Spark Exasol Connector allows you to create Spark DataFrames from Exasol queries. Similarly, you can use the connector to save the Spark DataFrames as Exasol tables.
- Getting Started
- Spark Exasol Connector as Dependency
- Configuration Parameters
- Creating a Spark DataFrame From Exasol Query
- Saving Spark DataFrame to an Exasol Table
- Troubleshooting
To use the connector, we assume you have an Exasol cluster running with a
version 6.0
or above. Similarly, you have a Spark cluster running with a
version 2.3.0
or later.
Please make sure that there is an access connection between the two clusters via
internal network addresses. The Spark Exasol Connector makes parallel
connections to the Exasol data nodes and assumes that data nodes have sequential
IPv4 addresses. For example, the first data node has an address 10.0.0.11
, the
second one is assigned 10.0.0.12
, and so on.
In addition, please make sure that the Exasol nodes are reachable from the Spark
cluster on the JDBC port (8563
) and port range 20000-21000
. The port range
is used for the parallel connections from the Spark tasks to Exasol data nodes.
The Spark Exasol Connector is released to the Maven Central Repository. You can find all the releases at com.exasol/spark-connector page.
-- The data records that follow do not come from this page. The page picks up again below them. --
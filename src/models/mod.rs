//! Domain models for TimeTurn.
//!
//! # Core Concepts
//!
//! ## Dialogue
//!
//! - [`DialogueState`]: Per-conversation stage plus the hearing progress and
//!   summary. Persisted as a whole so a session can resume mid-flow.
//! - [`DialogueStage`]: `normal → hearing → proposal → output`. Only
//!   [`DialogueState::restart`] moves backwards.
//! - [`HearingProgress`] / [`HearingSummary`]: Which of the four hearing fields
//!   (why, current, target, timeline) are collected, and the user utterances
//!   that satisfied them.
//!
//! ## Task Tree
//!
//! - [`TaskNode`]: Universal tree entity (Goal ⊃ Project ⊃ Milestone ⊃ Task).
//!   Nodes are never deleted, only archived.
//! - [`ActionItem`]: A single proposed mutation extracted from mini-chat output.
//!
//! ## Conversations
//!
//! - [`Conversation`] and [`ChatMessage`]: The stored chat log a dialogue runs on.

mod action;
mod conversation;
mod dialogue;
mod task_node;

pub use action::*;
pub use conversation::*;
pub use dialogue::*;
pub use task_node::*;
use serde::{Deserialize, Serialize};

use super::task_node::NodeType;

/// The kind of mutation an inline action tag proposes.
#[derive(Debug, Clone, Copy, Serialize, Deserialize, PartialEq, Eq)]
#[serde(rename_all = "snake_case")]
pub enum ActionType {
    AddGoal,
    AddProject,
    AddMilestone,
    AddTask,
    AddMemo,
}

impl ActionType {
    pub fn as_str(&self) -> &'static str {
        match self {
            Self::AddGoal => "add_goal",
            Self::AddProject => "add_project",
            Self::AddMilestone => "add_milestone",
            Self::AddTask => "add_task",
            Self::AddMemo => "add_memo",
        }
    }

    /// Parse the tag keyword as it appears in LLM output (`ADD_TASK`).
    pub fn from_tag(tag: &str) -> Option<Self> {
        match tag {
            "ADD_GOAL" => Some(Self::AddGoal),
            "ADD_PROJECT" => Some(Self::AddProject),
            "ADD_MILESTONE" => Some(Self::AddMilestone),
            "ADD_TASK" => Some(Self::AddTask),
            "ADD_MEMO" => Some(Self::AddMemo),
            _ => None,
        }
    }

    /// The node type this action creates, if it creates one.
    pub fn creates(&self) -> Option<NodeType> {
        match self {
            Self::AddGoal => Some(NodeType::Goal),
            Self::AddProject => Some(NodeType::Project),
            Self::AddMilestone => Some(NodeType::Milestone),
            Self::AddTask => Some(NodeType::Task),
            Self::AddMemo => None,
        }
    }

    /// The add action that creates a node of `node_type`.
    pub fn for_node_type(node_type: NodeType) -> Self {
        match node_type {
            NodeType::Goal => Self::AddGoal,
            NodeType::Project => Self::AddProject,
            NodeType::Milestone => Self::AddMilestone,
            NodeType::Task | NodeType::MicroTask => Self::AddTask,
        }
    }
}

/// A single proposed mutation against a user's task tree.
///
/// Extracted from mini-chat replies with `selected = true`; the user may
/// deselect items before the batch is applied. `success` is filled in by
/// [`crate::tree::TaskTree::apply_actions`].
#[derive(Debug, Clone, Serialize, Deserialize, PartialEq, Eq)]
pub struct ActionItem {
    #[serde(rename = "type")]
    pub action_type: ActionType,
    #[serde(default, skip_serializing_if = "Option::is_none")]
    pub parent_id: Option<String>,
    #[serde(default, skip_serializing_if = "Option::is_none")]
    pub title: Option<String>,
    #[serde(default, skip_serializing_if = "Option::is_none")]
    pub memo: Option<String>,
    #[serde(default = "default_selected")]
    pub selected: bool,
    #[serde(default, skip_serializing_if = "Option::is_none")]
    pub success: Option<bool>,
}

fn default_selected() -> bool {
    true
}

/// LLM text with action tags removed, plus the actions they described.
#[derive(Debug, Clone, Default, Serialize, Deserialize)]
pub struct ActionExtraction {
    pub display_text: String,
    pub actions: Vec<ActionItem>,
}

/// Input for applying a confirmed batch of actions.
#[derive(Debug, Clone, Serialize, Deserialize)]
pub struct ApplyActionsInput {
    pub actions: Vec<ActionItem>,
}

/// Result of applying a batch of actions.
#[derive(Debug, Clone, Serialize, Deserialize)]
pub struct ApplyActionsResponse {
    pub actions: Vec<ActionItem>,
    pub applied: usize,
}
//! Recover a task hierarchy from free-form LLM text.
//!
//! Two layouts are understood. When any line carries tree-drawing glyphs the
//! text is read in *marker form*, where nesting comes from the width of each
//! line's glyph prefix. Otherwise it is read in *flat form*, where each line's
//! type keyword alone decides where it attaches.

use once_cell::sync::Lazy;
use regex::Regex;

use crate::models::{NodeType, TaskNode};
use crate::tree::new_node_id;

/// Title of the root synthesised when flat-form text has no Goal line.
pub const IMPLICIT_GOAL_TITLE: &str = "目標";

const TREE_GLYPHS: &[char] = &['│', '├', '└', '─', '┬', '┼', '┃', '┣', '┗', '━'];

static TYPE_MARKER: Lazy<Regex> = Lazy::new(|| {
    Regex::new(r"(?:^|[^A-Za-z])(?:Goal|Project|Milestone|Task)\**\s*[:：]").expect("valid regex")
});

static NODE_LINE: Lazy<Regex> = Lazy::new(|| {
    Regex::new(
        r"^(?P<prefix>[\s│├└─┬┼┃┣┗━|+`\-*•・0-9.)]*)(?P<kind>Goal|Project|Milestone|Task)\**\s*[:：](?P<title>.*)$",
    )
    .expect("valid regex")
});

static ASCII_BRANCH: Lazy<Regex> =
    Lazy::new(|| Regex::new(r"^[\s|]*(?:\+--|`--|\|--|\|\s)").expect("valid regex"));

/// Whether `text` looks like a task tree: at least two type markers
/// (`Goal:`, `Project:`, `Milestone:`, `Task:`, half- or full-width colon).
///
/// `MicroTask:` is not a marker.
pub fn has_task_tree_structure(text: &str) -> bool {
    TYPE_MARKER.find_iter(text).take(2).count() >= 2
}

/// Parse LLM output into a task forest.
///
/// Lines without a type marker are ignored, as are markers with an empty
/// title. Every node gets a fresh id and an "AI suggested" description.
/// Returns an empty forest when nothing parses.
pub fn parse_task_tree(text: &str) -> Vec<TaskNode> {
    let lines: Vec<ParsedLine> = text.lines().filter_map(ParsedLine::parse).collect();
    if lines.is_empty() {
        return Vec::new();
    }

    let marker_form = text.lines().any(is_glyph_line);
    tracing::debug!(
        lines = lines.len(),
        form = if marker_form { "marker" } else { "flat" },
        "parsing task tree"
    );

    let mut builder = ForestBuilder::default();
    if marker_form {
        parse_marker_form(&mut builder, lines);
    } else {
        parse_flat_form(&mut builder, lines);
    }
    builder.build()
}

fn is_glyph_line(line: &str) -> bool {
    line.contains(TREE_GLYPHS) || ASCII_BRANCH.is_match(line)
}

#[derive(Debug)]
struct ParsedLine {
    indent: usize,
    node_type: NodeType,
    title: String,
}

impl ParsedLine {
    fn parse(line: &str) -> Option<Self> {
        let caps = NODE_LINE.captures(line)?;
        let node_type = NodeType::from_str(&caps["kind"])?;
        let title = caps["title"]
            .trim()
            .trim_matches('*')
            .trim()
            .to_string();
        if title.is_empty() {
            return None;
        }
        let indent = caps["prefix"]
            .chars()
            .filter(|c| *c != '*')
            .map(|c| if c == '\t' { 4 } else { 1 })
            .sum();
        Some(Self {
            indent,
            node_type,
            title,
        })
    }

    fn into_node(self) -> TaskNode {
        let mut node = TaskNode::new(new_node_id("ai"), self.node_type, self.title);
        node.description = Some(format!("AIからの提案 ({})", self.node_type.as_str()));
        node
    }
}

/// Nesting follows prefix width: a line attaches to the nearest preceding
/// container with a strictly smaller indent.
fn parse_marker_form(builder: &mut ForestBuilder, lines: Vec<ParsedLine>) {
    let mut stack: Vec<(usize, usize)> = Vec::new();
    for line in lines {
        let indent = line.indent;
        let container = line.node_type.can_have_children();

        while stack.last().is_some_and(|&(_, top)| top >= indent) {
            stack.pop();
        }
        let parent = stack.last().map(|&(idx, _)| idx);
        let idx = builder.add(parent, line.into_node());
        if container {
            stack.push((idx, indent));
        }
    }
}

/// Each type attaches under the most recent node of the nearest enclosing
/// type. Orphans go under an implicit Goal.
fn parse_flat_form(builder: &mut ForestBuilder, lines: Vec<ParsedLine>) {
    let mut goal: Option<usize> = None;
    let mut project: Option<usize> = None;
    let mut milestone: Option<usize> = None;

    for line in lines {
        match line.node_type {
            NodeType::Goal => {
                goal = Some(builder.add(None, line.into_node()));
                project = None;
                milestone = None;
            }
            NodeType::Project => {
                let parent = ensure_goal(builder, &mut goal);
                project = Some(builder.add(Some(parent), line.into_node()));
                milestone = None;
            }
            NodeType::Milestone => {
                let parent = match project {
                    Some(p) => p,
                    None => ensure_goal(builder, &mut goal),
                };
                milestone = Some(builder.add(Some(parent), line.into_node()));
            }
            NodeType::Task | NodeType::MicroTask => {
                let parent = match milestone.or(project) {
                    Some(p) => p,
                    None => ensure_goal(builder, &mut goal),
                };
                builder.add(Some(parent), line.into_node());
            }
        }
    }
}

fn ensure_goal(builder: &mut ForestBuilder, goal: &mut Option<usize>) -> usize {
    *goal.get_or_insert_with(|| {
        let mut root = TaskNode::new(new_node_id("ai"), NodeType::Goal, IMPLICIT_GOAL_TITLE);
        root.description = Some(format!("AIからの提案 ({})", NodeType::Goal.as_str()));
        builder.add(None, root)
    })
}

#[derive(Debug)]
struct Draft {
    node: TaskNode,
    children: Vec<usize>,
}

/// Index-based builder so parents can be referenced while children are added.
#[derive(Debug, Default)]
struct ForestBuilder {
    drafts: Vec<Option<Draft>>,
    roots: Vec<usize>,
}

impl ForestBuilder {
    fn add(&mut self, parent: Option<usize>, node: TaskNode) -> usize {
        let idx = self.drafts.len();
        self.drafts.push(Some(Draft {
            node,
            children: Vec::new(),
        }));
        match parent.and_then(|p| self.drafts[p].as_mut()) {
            Some(draft) => draft.children.push(idx),
            None => self.roots.push(idx),
        }
        idx
    }

    fn build(mut self) -> Vec<TaskNode> {
        let roots = std::mem::take(&mut self.roots);
        roots
            .into_iter()
            .filter_map(|idx| self.assemble(idx))
            .collect()
    }

    fn assemble(&mut self, idx: usize) -> Option<TaskNode> {
        let Draft { mut node, children } = self.drafts[idx].take()?;
        node.children = children
            .into_iter()
            .filter_map(|child| self.assemble(child))
            .collect();
        Some(node)
    }
}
There are several options to include the connector as a dependency to your projects. Here we assume you know the basics of providing dependencies to your projects.
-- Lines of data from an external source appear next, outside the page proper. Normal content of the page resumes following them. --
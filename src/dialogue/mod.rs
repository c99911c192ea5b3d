//! Goal-hearing dialogue: keyword rules, the stage controller, and prompts.
//!
//! LLM replies are free text, so the controller never relies on the model to
//! report state. It infers transitions from phrase heuristics applied to both
//! sides of the exchange:
//!
//! ```text
//! normal ──motivation──▶ hearing ──4/4 fields──▶ proposal ──agreement──▶ output
//! ```

mod controller;
mod prompts;
mod rules;

pub use controller::*;
pub use prompts::*;
pub use rules::*;
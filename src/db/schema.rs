//! Versioned SQLite migrations, tracked in `schema_migrations`.

use std::collections::HashSet;

use anyhow::{Context, Result};
use rusqlite::Connection;

struct Migration {
    version: &'static str,
    name: &'static str,
    sql: &'static str,
}

const MIGRATIONS: &[Migration] = &[
    Migration {
        version: "001",
        name: "conversations",
        sql: include_str!("migrations/001_conversations.sql"),
    },
    Migration {
        version: "002",
        name: "task_nodes",
        sql: include_str!("migrations/002_task_nodes.sql"),
    },
    Migration {
        version: "003",
        name: "task_nodes_per_user",
        sql: include_str!("migrations/003_task_nodes_per_user.sql"),
    },
];

pub fn run_migrations(conn: &Connection) -> Result<()> {
    conn.execute_batch(
        "CREATE TABLE IF NOT EXISTS schema_migrations (
            version TEXT PRIMARY KEY,
            name TEXT NOT NULL,
            applied_at TEXT NOT NULL
        )",
    )
    .context("Failed to create schema_migrations table")?;

    let applied = applied_versions(conn)?;
    let pending: Vec<&Migration> = MIGRATIONS
        .iter()
        .filter(|m| !applied.contains(m.version))
        .collect();
    if pending.is_empty() {
        tracing::debug!("Database schema is up to date");
        return Ok(());
    }

    for migration in pending {
        apply_migration(conn, migration)?;
    }
    Ok(())
}

fn applied_versions(conn: &Connection) -> Result<HashSet<String>> {
    let mut stmt = conn.prepare("SELECT version FROM schema_migrations")?;
    let versions = stmt
        .query_map([], |row| row.get(0))?
        .collect::<Result<HashSet<String>, _>>()?;
    Ok(versions)
}

/// The migration's SQL and its bookkeeping row commit together.
fn apply_migration(conn: &Connection, migration: &Migration) -> Result<()> {
    tracing::info!(version = migration.version, name = migration.name, "Applying migration");

    let tx = conn.unchecked_transaction()?;
    tx.execute_batch(migration.sql)
        .with_context(|| format!("Failed to apply migration {} ({})", migration.version, migration.name))?;
    tx.execute(
        "INSERT INTO schema_migrations (version, name, applied_at) VALUES (?, ?, ?)",
        (migration.version, migration.name, chrono::Utc::now().to_rfc3339()),
    )?;
    tx.commit()?;
    Ok(())
}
You can provide the connector as a dependency to your Spark Java applications.
For that add the Exasol Artifactory and the dependency itself to your project:
<repositories>
<repository>
<id>maven.exasol.com</id>
<url>https://maven.exasol.com/artifactory/exasol-releases</url>
</repository>
</repositories>
<dependencies>
<dependency>
<groupId>com.exasol</groupId>
<artifactId>spark-connector_2.12</artifactId>
<version><VERSION></version>
</dependency>
</dependencies>
The connector uses the Exasol JDBC driver as one of its dependencies. We add the repository identifier for the Exasol Maven Artifactory so that the Exasol JDBC is transitively fetched.
Please do not forget to update the <VERSION>
placeholder with one of the
latest Spark Exasol Connector releases.
To provide the connector to your Spark Scala projects, add the following lines to your
build.sbt
file:
resolvers ++= Seq("Exasol Releases" at "https://maven.exasol.com/artifactory/exasol-releases")
libraryDependencies += "com.exasol" % "spark-connector" %% "<VERSION>"
Similar to the Java dependency, we add the resolver to the Exasol Artifactory so that the Exasol JDBC driver can be found.
Similar to using maven, you should provide maven artifact coordinates to the Databricks Workspace Library.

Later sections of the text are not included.